### Records provided
use super::KeyValueStore;
use crate::error::{LibrisError, Result};
use std::fs;
use std::path::{Path, PathBuf};

/// File-backed key-value store: each slot is `<root>/<key>.json`.
#[derive(Debug, Clone)]
pub struct FileStore {
    root: PathBuf,
}

impl FileStore {
    pub fn new(root: impl Into<PathBuf>) -> Self {
        Self { root: root.into() }
    }

    pub fn root(&self) -> &Path {
        &self.root
    }

    fn ensure_dir(&self) -> Result<()> {
        if !self.root.exists() {
            fs::create_dir_all(&self.root).map_err(LibrisError::Io)?;
        }
        Ok(())
    }

    fn slot_path(&self, key: &str) -> Result<PathBuf> {
        let valid = !key.is_empty()
            && key
                .chars()
                .all(|c| c.is_ascii_alphanumeric() || c == '_' || c == '-');
        if !valid {
            return Err(LibrisError::Store(format!("Invalid slot key: {:?}", key)));
        }
        Ok(self.root.join(format!("{}.json", key)))
    }
}

impl KeyValueStore for FileStore {
    fn get(&self, key: &str) -> Result<Option<String>> {
        let path = self.slot_path(key)?;
        if !path.exists() {
            return Ok(None);
        }
        let content = fs::read_to_string(path).map_err(LibrisError::Io)?;
        Ok(Some(content))
    }

    fn set(&self, key: &str, value: &str) -> Result<()> {
        let path = self.slot_path(key)?;
        self.ensure_dir()?;

        // Write to a sibling then rename so a crash never leaves half a slot
        let tmp = path.with_extension("json.tmp");
        fs::write(&tmp, value).map_err(LibrisError::Io)?;
        fs::rename(&tmp, &path).map_err(LibrisError::Io)?;
        Ok(())
    }

    fn remove(&self, key: &str) -> Result<()> {
        let path = self.slot_path(key)?;
        if path.exists() {
            fs::remove_file(path).map_err(LibrisError::Io)?;
        }
        Ok(())
    }
}

#[cfg(test)]
mod tests {
    use super::*;

    #[test]
    fn creates_root_on_first_write() {
        let temp = tempfile::tempdir().unwrap();
        let root = temp.path().join("nested").join("data");
        let store = FileStore::new(&root);

        assert_eq!(store.get("library_books").unwrap(), None);
        store.set("library_books", "[]").unwrap();

        assert!(root.join("library_books.json").exists());
        assert_eq!(store.get("library_books").unwrap().as_deref(), Some("[]"));
    }

    #[test]
    fn remove_is_idempotent() {
        let temp = tempfile::tempdir().unwrap();
        let store = FileStore::new(temp.path());
        store.set("auth_token", "\"abc\"").unwrap();

        store.remove("auth_token").unwrap();
        store.remove("auth_token").unwrap();
        assert_eq!(store.get("auth_token").unwrap(), None);
    }

    #[test]
    fn rejects_path_like_keys() {
        let temp = tempfile::tempdir().unwrap();
        let store = FileStore::new(temp.path());
        assert!(matches!(
            store.set("../escape", "x"),
            Err(LibrisError::Store(_))
        ));
        assert!(matches!(store.get(""), Err(LibrisError::Store(_))));
    }

    #[test]
    fn leaves_no_temp_files_behind() {
        let temp = tempfile::tempdir().unwrap();
        let store = FileStore::new(temp.path());
        store.set("library_stores", "[1]").unwrap();
        store.set("library_stores", "[2]").unwrap();

        let names: Vec<String> = fs::read_dir(temp.path())
            .unwrap()
            .map(|e| e.unwrap().file_name().to_string_lossy().into_owned())
            .collect();
        assert_eq!(names, vec!["library_stores.json".to_string()]);
    }
}
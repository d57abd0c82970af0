use serde::de::DeserializeOwned;
use serde::{Deserialize, Serialize};
use std::fmt;

use crate::error::{LibrisError, Result};

pub type Id = u64;

/// The four catalog collections.
#[derive(Debug, Clone, Copy, PartialEq, Eq, Hash, Serialize, Deserialize)]
#[serde(rename_all = "snake_case")]
pub enum EntityKind {
    Book,
    Author,
    Store,
    InventoryItem,
}

impl EntityKind {
    pub const ALL: [EntityKind; 4] = [
        EntityKind::Book,
        EntityKind::Author,
        EntityKind::Store,
        EntityKind::InventoryItem,
    ];

    /// Name of the collection, used for seed files and HTTP routes.
    pub fn collection(self) -> &'static str {
        match self {
            EntityKind::Book => "books",
            EntityKind::Author => "authors",
            EntityKind::Store => "stores",
            EntityKind::InventoryItem => "inventory",
        }
    }

    /// Key of the persisted slot holding the collection.
    pub fn slot(self) -> String {
        format!("library_{}", self.collection())
    }

    pub fn label(self) -> &'static str {
        match self {
            EntityKind::Book => "Book",
            EntityKind::Author => "Author",
            EntityKind::Store => "Store",
            EntityKind::InventoryItem => "Inventory item",
        }
    }
}

impl fmt::Display for EntityKind {
    fn fmt(&self, f: &mut fmt::Formatter<'_>) -> fmt::Result {
        f.write_str(self.collection())
    }
}

/// A record stored in one of the catalog collections.
///
/// `Draft` is the create payload (everything but the id) and `Patch` the
/// shallow-merge update payload: absent fields are left untouched.
pub trait Record: Clone + fmt::Debug + Serialize + DeserializeOwned + Send + 'static {
    const KIND: EntityKind;
    type Draft: Clone + fmt::Debug + Serialize + DeserializeOwned;
    type Patch: Clone + fmt::Debug + Default + Serialize + DeserializeOwned;

    fn id(&self) -> Id;
    fn from_draft(id: Id, draft: Self::Draft) -> Self;
    fn apply(&mut self, patch: Self::Patch);
}

/// `max(existing) + 1`, or `1` for an empty collection.
pub fn next_id<T: Record>(items: &[T]) -> Result<Id> {
    match items.iter().map(Record::id).max() {
        None => Ok(1),
        Some(max) => max
            .checked_add(1)
            .ok_or_else(|| LibrisError::Store(format!("{} ids are exhausted", T::KIND))),
    }
}

#[derive(Debug, Clone, PartialEq, Serialize, Deserialize)]
pub struct Book {
    pub id: Id,
    pub author_id: Id,
    pub name: String,
    pub page_count: u32,
}

#[derive(Debug, Clone, PartialEq, Serialize, Deserialize)]
pub struct NewBook {
    pub author_id: Id,
    pub name: String,
    pub page_count: u32,
}

#[derive(Debug, Clone, Default, PartialEq, Serialize, Deserialize)]
pub struct BookPatch {
    #[serde(default, skip_serializing_if = "Option::is_none")]
    pub author_id: Option<Id>,
    #[serde(default, skip_serializing_if = "Option::is_none")]
    pub name: Option<String>,
    #[serde(default, skip_serializing_if = "Option::is_none")]
    pub page_count: Option<u32>,
}

impl Record for Book {
    const KIND: EntityKind = EntityKind::Book;
    type Draft = NewBook;
    type Patch = BookPatch;

    fn id(&self) -> Id {
        self.id
    }

    fn from_draft(id: Id, draft: NewBook) -> Self {
        Self {
            id,
            author_id: draft.author_id,
            name: draft.name,
            page_count: draft.page_count,
        }
    }

    fn apply(&mut self, patch: BookPatch) {
        if let Some(author_id) = patch.author_id {
            self.author_id = author_id;
        }
        if let Some(name) = patch.name {
            self.name = name;
        }
        if let Some(page_count) = patch.page_count {
            self.page_count = page_count;
        }
    }
}

#[derive(Debug, Clone, PartialEq, Serialize, Deserialize)]
pub struct Author {
    pub id: Id,
    pub first_name: String,
    pub last_name: String,
}

impl Author {
    pub fn full_name(&self) -> String {
        if self.last_name.is_empty() {
            self.first_name.clone()
        } else {
            format!("{} {}", self.first_name, self.last_name)
        }
    }
}

#[derive(Debug, Clone, PartialEq, Serialize, Deserialize)]
pub struct NewAuthor {
    pub first_name: String,
    pub last_name: String,
}

#[derive(Debug, Clone, Default, PartialEq, Serialize, Deserialize)]
pub struct AuthorPatch {
    #[serde(default, skip_serializing_if = "Option::is_none")]
    pub first_name: Option<String>,
    #[serde(default, skip_serializing_if = "Option::is_none")]
    pub last_name: Option<String>,
}

impl Record for Author {
    const KIND: EntityKind = EntityKind::Author;
    type Draft = NewAuthor;
    type Patch = AuthorPatch;

    fn id(&self) -> Id {
        self.id
    }

    fn from_draft(id: Id, draft: NewAuthor) -> Self {
        Self {
            id,
            first_name: draft.first_name,
            last_name: draft.last_name,
        }
    }

    fn apply(&mut self, patch: AuthorPatch) {
        if let Some(first_name) = patch.first_name {
            self.first_name = first_name;
        }
        if let Some(last_name) = patch.last_name {
            self.last_name = last_name;
        }
    }
}

#[derive(Debug, Clone, PartialEq, Serialize, Deserialize)]
pub struct Store {
    pub id: Id,
    pub name: String,
    pub address_1: String,
    #[serde(default)]
    pub address_2: Option<String>,
    pub city: String,
    pub state: String,
    pub zip: String,
}

impl Store {
    /// `address_1[, address_2], city, state zip`
    pub fn full_address(&self) -> String {
        let mut out = self.address_1.clone();
        if let Some(line) = self.address_2.as_deref().filter(|s| !s.is_empty()) {
            out.push_str(", ");
            out.push_str(line);
        }
        format!("{}, {}, {} {}", out, self.city, self.state, self.zip)
    }
}

#[derive(Debug, Clone, PartialEq, Serialize, Deserialize)]
pub struct NewStore {
    pub name: String,
    pub address_1: String,
    #[serde(default)]
    pub address_2: Option<String>,
    pub city: String,
    pub state: String,
    pub zip: String,
}

#[derive(Debug, Clone, Default, PartialEq, Serialize, Deserialize)]
pub struct StorePatch {
    #[serde(default, skip_serializing_if = "Option::is_none")]
    pub name: Option<String>,
    #[serde(default, skip_serializing_if = "Option::is_none")]
    pub address_1: Option<String>,
    /// An empty string clears the second address line.
    #[serde(default, skip_serializing_if = "Option::is_none")]
    pub address_2: Option<String>,
    #[serde(default, skip_serializing_if = "Option::is_none")]
    pub city: Option<String>,
    #[serde(default, skip_serializing_if = "Option::is_none")]
    pub state: Option<String>,
    #[serde(default, skip_serializing_if = "Option::is_none")]
    pub zip: Option<String>,
}

impl Record for Store {
    const KIND: EntityKind = EntityKind::Store;
    type Draft = NewStore;
    type Patch = StorePatch;

    fn id(&self) -> Id {
        self.id
    }

    fn from_draft(id: Id, draft: NewStore) -> Self {
        Self {
            id,
            name: draft.name,
            address_1: draft.address_1,
            address_2: draft.address_2.filter(|s| !s.is_empty()),
            city: draft.city,
            state: draft.state,
            zip: draft.zip,
        }
    }

    fn apply(&mut self, patch: StorePatch) {
        if let Some(name) = patch.name {
            self.name = name;
        }
        if let Some(address_1) = patch.address_1 {
            self.address_1 = address_1;
        }
        if let Some(address_2) = patch.address_2 {
            self.address_2 = Some(address_2).filter(|s| !s.is_empty());
        }
        if let Some(city) = patch.city {
            self.city = city;
        }
        if let Some(state) = patch.state {
            self.state = state;
        }
        if let Some(zip) = patch.zip {
            self.zip = zip;
        }
    }
}

#[derive(Debug, Clone, PartialEq, Serialize, Deserialize)]
pub struct InventoryItem {
    pub id: Id,
    pub store_id: Id,
    pub book_id: Id,
    pub price: f64,
}

#[derive(Debug, Clone, PartialEq, Serialize, Deserialize)]
pub struct NewInventoryItem {
    pub store_id: Id,
    pub book_id: Id,
    pub price: f64,
}

#[derive(Debug, Clone, Default, PartialEq, Serialize, Deserialize)]
pub struct InventoryPatch {
    #[serde(default, skip_serializing_if = "Option::is_none")]
    pub store_id: Option<Id>,
    #[serde(default, skip_serializing_if = "Option::is_none")]
    pub book_id: Option<Id>,
    #[serde(default, skip_serializing_if = "Option::is_none")]
    pub price: Option<f64>,
}

impl Record for InventoryItem {
    const KIND: EntityKind = EntityKind::InventoryItem;
    type Draft = NewInventoryItem;
    type Patch = InventoryPatch;

    fn id(&self) -> Id {
        self.id
    }

    fn from_draft(id: Id, draft: NewInventoryItem) -> Self {
        Self {
            id,
            store_id: draft.store_id,
            book_id: draft.book_id,
            price: draft.price,
        }
    }

    fn apply(&mut self, patch: InventoryPatch) {
        if let Some(store_id) = patch.store_id {
            self.store_id = store_id;
        }
        if let Some(book_id) = patch.book_id {
            self.book_id = book_id;
        }
        if let Some(price) = patch.price {
            self.price = price;
        }
    }
}

/// A signed-in user as seen by clients. The password never appears here.
#[derive(Debug, Clone, PartialEq, Eq, Serialize, Deserialize)]
pub struct User {
    pub id: Id,
    pub name: String,
    pub email: String,
    pub role: String,
}

/// Result of a successful login.
#[derive(Debug, Clone, PartialEq, Serialize, Deserialize)]
pub struct LoginGrant {
    pub user: User,
    pub token: String,
}

/// Acknowledgement returned by delete and logout operations.
#[derive(Debug, Clone, Copy, PartialEq, Eq, Serialize, Deserialize)]
pub struct Ack {
    pub success: bool,
}

impl Ack {
    pub fn ok() -> Self {
        Self { success: true }
    }
}

/// All four collections, as loaded together at startup.
#[derive(Debug, Clone, Default, PartialEq, Serialize, Deserialize)]
pub struct Catalog {
    pub books: Vec<Book>,
    pub authors: Vec<Author>,
    pub stores: Vec<Store>,
    pub inventory: Vec<InventoryItem>,
}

### Work request
Which lines above hold the string "impl"? Please copy all of them.

### Exercise result
impl FileStore {
    pub fn new(root: impl Into<PathBuf>) -> Self {
impl KeyValueStore for FileStore {
impl EntityKind {
impl fmt::Display for EntityKind {
impl Record for Book {
impl Author {
impl Record for Author {
impl Store {
impl Record for Store {
impl Record for InventoryItem {
impl Ack {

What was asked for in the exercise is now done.